Problem statement: Nothing but the lines from the start of the records below through the line that has "pub struct Toast" should appear, each exactly as given.

(Recorded data Opens)

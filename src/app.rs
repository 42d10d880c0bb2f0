use std::sync::Arc;
use std::time::{Duration, Instant};

use ratatui::widgets::TableState;

use crate::controller::TaskList;
use crate::storage;
use crate::store::RecordStore;
use crate::theme::{detect_system_theme, get_theme_colors, Theme, ThemeColors};

/// Toast 消息
#[derive(Debug, Clone)]
pub struct Toast {
    pub message: String,
    pub expires_at: Instant,
    /// 失败提示（用错误色渲染）
    pub is_error: bool,
}

impl Toast {
    pub fn new(message: impl Into<String>, duration: Duration) -> Self {
        Self {
            message: message.into(),
            expires_at: Instant::now() + duration,
            is_error: false,
        }
    }

    pub fn is_expired(&self) -> bool {
        Instant::now() >= self.expires_at
    }
}

/// Rename 弹窗状态
#[derive(Debug, Clone)]
pub struct RenameDialog {
    /// 被改名记录的 id
    pub id: String,
    /// 原标题（展示用）
    pub original: String,
    /// 输入缓冲
    pub input: String,
}

/// 全局应用状态
///
/// 任务集合只存在一处（控制器内），渲染层按引用读取。
pub struct App {
    /// 是否应该退出
    pub should_quit: bool,
    /// 任务列表控制器
    pub list: TaskList,
    /// 列表选择状态
    pub table_state: TableState,
    /// Toast 提示
    pub toast: Option<Toast>,
    /// 当前主题
    pub theme: Theme,
    /// 当前颜色方案
    pub colors: ThemeColors,
    /// 是否显示主题选择器
    pub show_theme_selector: bool,
    /// 主题选择器当前选中索引
    pub theme_selector_index: usize,
    /// 上次检测到的系统主题（用于 Auto 模式检测变化）
    last_system_dark: bool,
    /// 是否显示 New Task 弹窗
    pub show_new_task_dialog: bool,
    /// New Task 输入内容
    pub new_task_input: String,
    /// Rename 弹窗
    pub rename_dialog: Option<RenameDialog>,
}

impl App {
    pub fn new(store: Arc<dyn RecordStore>, theme: Theme) -> Self {
        let last_system_dark = detect_system_theme();
        let colors = get_theme_colors(theme);

        let mut list = TaskList::new(store);
        // 启动即做一次整体 Refresh
        list.refresh();

        Self {
            should_quit: false,
            list,
            table_state: TableState::default(),
            toast: None,
            theme,
            colors,
            show_theme_selector: false,
            theme_selector_index: 0,
            last_system_dark,
            show_new_task_dialog: false,
            new_task_input: String::new(),
            rename_dialog: None,
        }
    }

    /// 处理后台请求结果（主循环每帧调用）
    pub fn poll_bg(&mut self) {
        if self.list.poll() {
            self.ensure_selection();
        }
        if let Some(err) = self.list.take_error() {
            self.show_error_toast(err);
        }
    }

    // ========== 选择 ==========

    /// 当前选中记录的 id
    pub fn selected_id(&self) -> Option<String> {
        let index = self.table_state.selected()?;
        self.list.tasks().get(index).map(|t| t.id.clone())
    }

    /// 确保选中项落在集合范围内
    pub fn ensure_selection(&mut self) {
        let len = self.list.len();
        if len == 0 {
            self.table_state.select(None);
            return;
        }
        match self.table_state.selected() {
            Some(i) if i >= len => self.table_state.select(Some(len - 1)),
            None => self.table_state.select(Some(0)),
            _ => {}
        }
    }

    /// 选中下一项
    pub fn select_next(&mut self) {
        let len = self.list.len();
        if len == 0 {
            return;
        }
        let current = self.table_state.selected().unwrap_or(0);
        self.table_state.select(Some((current + 1) % len));
    }

    /// 选中上一项
    pub fn select_previous(&mut self) {
        let len = self.list.len();
        if len == 0 {
            return;
        }
        let current = self.table_state.selected().unwrap_or(0);
        let prev = if current == 0 { len - 1 } else { current - 1 };
        self.table_state.select(Some(prev));
    }

    // ========== 操作 ==========

    /// 手动 Refresh
    pub fn refresh(&mut self) {
        self.list.refresh();
    }

    /// 翻转当前选中任务的完成状态
    pub fn toggle_selected(&mut self) {
        if let Some(id) = self.selected_id() {
            self.list.toggle(&id);
        }
    }

    /// 删除当前选中任务（本地立即移除）
    pub fn delete_selected(&mut self) {
        if let Some(id) = self.selected_id() {
            self.list.delete(&id);
            self.ensure_selection();
        }
    }

    // ========== New Task 弹窗 ==========

    /// 打开 New Task 弹窗（Create 往返进行中时禁用）
    pub fn open_new_task_dialog(&mut self) {
        if self.list.creating() {
            self.show_toast("Create in progress...");
            return;
        }
        self.new_task_input.clear();
        self.show_new_task_dialog = true;
    }

    /// 关闭 New Task 弹窗
    pub fn close_new_task_dialog(&mut self) {
        self.show_new_task_dialog = false;
        self.new_task_input.clear();
    }

    /// New Task 输入字符
    pub fn new_task_input_char(&mut self, c: char) {
        self.new_task_input.push(c);
    }

    /// New Task 删除字符
    pub fn new_task_delete_char(&mut self) {
        self.new_task_input.pop();
    }

    /// 提交新任务
    ///
    /// 空白标题是 no-op（弹窗保持打开）。提交后 UI 等待往返完成，
    /// 期间显示 loading spinner，完成后由控制器触发整体 Refresh。
    pub fn submit_new_task(&mut self) {
        let title = self.new_task_input.clone();
        if self.list.create(&title) {
            self.close_new_task_dialog();
        }
    }

    // ========== Rename 弹窗 ==========

    /// 打开 Rename 弹窗（预填当前标题）
    pub fn open_rename_dialog(&mut self) {
        let Some(index) = self.table_state.selected() else {
            return;
        };
        let Some(task) = self.list.tasks().get(index) else {
            return;
        };
        self.rename_dialog = Some(RenameDialog {
            id: task.id.clone(),
            original: task.title.clone(),
            input: task.title.clone(),
        });
    }

    /// 关闭 Rename 弹窗
    pub fn close_rename_dialog(&mut self) {
        self.rename_dialog = None;
    }

    /// Rename 输入字符
    pub fn rename_input_char(&mut self, c: char) {
        if let Some(ref mut dialog) = self.rename_dialog {
            dialog.input.push(c);
        }
    }

    /// Rename 删除字符
    pub fn rename_delete_char(&mut self) {
        if let Some(ref mut dialog) = self.rename_dialog {
            dialog.input.pop();
        }
    }

    /// 提交改名；空白标题是 no-op（弹窗保持打开）
    pub fn submit_rename(&mut self) {
        let Some(dialog) = self.rename_dialog.clone() else {
            return;
        };
        if dialog.input.trim().is_empty() {
            return;
        }
        self.list.rename(&dialog.id, &dialog.input);
        self.close_rename_dialog();
    }

    // ========== 主题 ==========

    /// 打开主题选择器
    pub fn open_theme_selector(&mut self) {
        let themes = Theme::all();
        self.theme_selector_index = themes
            .iter()
            .position(|t| *t == self.theme)
            .unwrap_or(0);
        self.show_theme_selector = true;
    }

    /// 关闭主题选择器
    pub fn close_theme_selector(&mut self) {
        self.show_theme_selector = false;
    }

    /// 主题选择器 - 选择上一个（实时预览）
    pub fn theme_selector_prev(&mut self) {
        let len = Theme::all().len();
        self.theme_selector_index = if self.theme_selector_index == 0 {
            len - 1
        } else {
            self.theme_selector_index - 1
        };
        self.apply_theme_at_index(self.theme_selector_index);
    }

    /// 主题选择器 - 选择下一个（实时预览）
    pub fn theme_selector_next(&mut self) {
        let len = Theme::all().len();
        self.theme_selector_index = (self.theme_selector_index + 1) % len;
        self.apply_theme_at_index(self.theme_selector_index);
    }

    /// 主题选择器 - 确认选择并持久化
    pub fn theme_selector_confirm(&mut self) {
        self.apply_theme_at_index(self.theme_selector_index);
        self.show_theme_selector = false;
        self.save_theme();
        self.show_toast(format!("Theme: {}", self.theme.label()));
    }

    /// 应用指定索引的主题
    fn apply_theme_at_index(&mut self, index: usize) {
        if let Some(theme) = Theme::all().get(index) {
            self.theme = *theme;
            self.colors = get_theme_colors(*theme);
        }
    }

    fn save_theme(&self) {
        let mut config = storage::config::load_config();
        config.theme = crate::storage::config::ThemeConfig {
            name: self.theme.label().to_string(),
        };
        let _ = storage::config::save_config(&config);
    }

    /// 检查系统主题变化（用于 Auto 模式）
    pub fn check_system_theme(&mut self) {
        if self.theme != Theme::Auto {
            return;
        }
        let current_dark = detect_system_theme();
        if current_dark != self.last_system_dark {
            self.last_system_dark = current_dark;
            self.colors = get_theme_colors(Theme::Auto);
        }
    }

    // ========== Toast ==========

    /// 显示 Toast 消息
    pub fn show_toast(&mut self, message: impl Into<String>) {
        self.toast = Some(Toast::new(message, Duration::from_secs(2)));
    }

    /// 显示失败 Toast（停留更久一些）
    pub fn show_error_toast(&mut self, message: impl Into<String>) {
        let mut toast = Toast::new(message, Duration::from_secs(3));
        toast.is_error = true;
        self.toast = Some(toast);
    }

    /// 更新 Toast 状态（清理过期的 Toast）
    pub fn update_toast(&mut self) {
        if let Some(ref toast) = self.toast {
            if toast.is_expired() {
                self.toast = None;
            }
        }
    }

    /// 退出应用
    pub fn quit(&mut self) {
        self.should_quit = true;
    }
}

#[cfg(test)]
mod tests {
    use super::*;
    use crate::store::mock::MockStore;

    fn app() -> App {
        App::new(Arc::new(MockStore::new()), Theme::Dark)
    }

    #[test]
    fn test_toast_expiry() {
        let toast = Toast::new("hello", Duration::from_millis(0));
        assert!(toast.is_expired());

        let toast = Toast::new("hello", Duration::from_secs(60));
        assert!(!toast.is_expired());
    }

    #[test]
    fn test_selection_wraps() {
        let mut app = app();
        // 空集合：导航是 no-op
        app.select_next();
        assert!(app.table_state.selected().is_none());
    }

    #[test]
    fn test_new_task_dialog_input() {
        let mut app = app();
        app.open_new_task_dialog();
        assert!(app.show_new_task_dialog);

        app.new_task_input_char('h');
        app.new_task_input_char('i');
        assert_eq!(app.new_task_input, "hi");

        app.new_task_delete_char();
        assert_eq!(app.new_task_input, "h");

        app.close_new_task_dialog();
        assert!(!app.show_new_task_dialog);
        assert!(app.new_task_input.is_empty());
    }

    #[test]
    fn test_submit_blank_title_keeps_dialog_open() {
        let mut app = app();
        app.open_new_task_dialog();
        app.new_task_input_char(' ');
        app.submit_new_task();
        assert!(app.show_new_task_dialog);
    }
}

(Recorded data Closes)

Solved problem:
filename src/app.rs
repository 42d10d880c0bb2f0
use std::sync::Arc;
use std::time::{Duration, Instant};

use ratatui::widgets::TableState;

use crate::controller::TaskList;
use crate::storage;
use crate::store::RecordStore;
use crate::theme::{detect_system_theme, get_theme_colors, Theme, ThemeColors};

/// Toast 消息
#[derive(Debug, Clone)]
pub struct Toast {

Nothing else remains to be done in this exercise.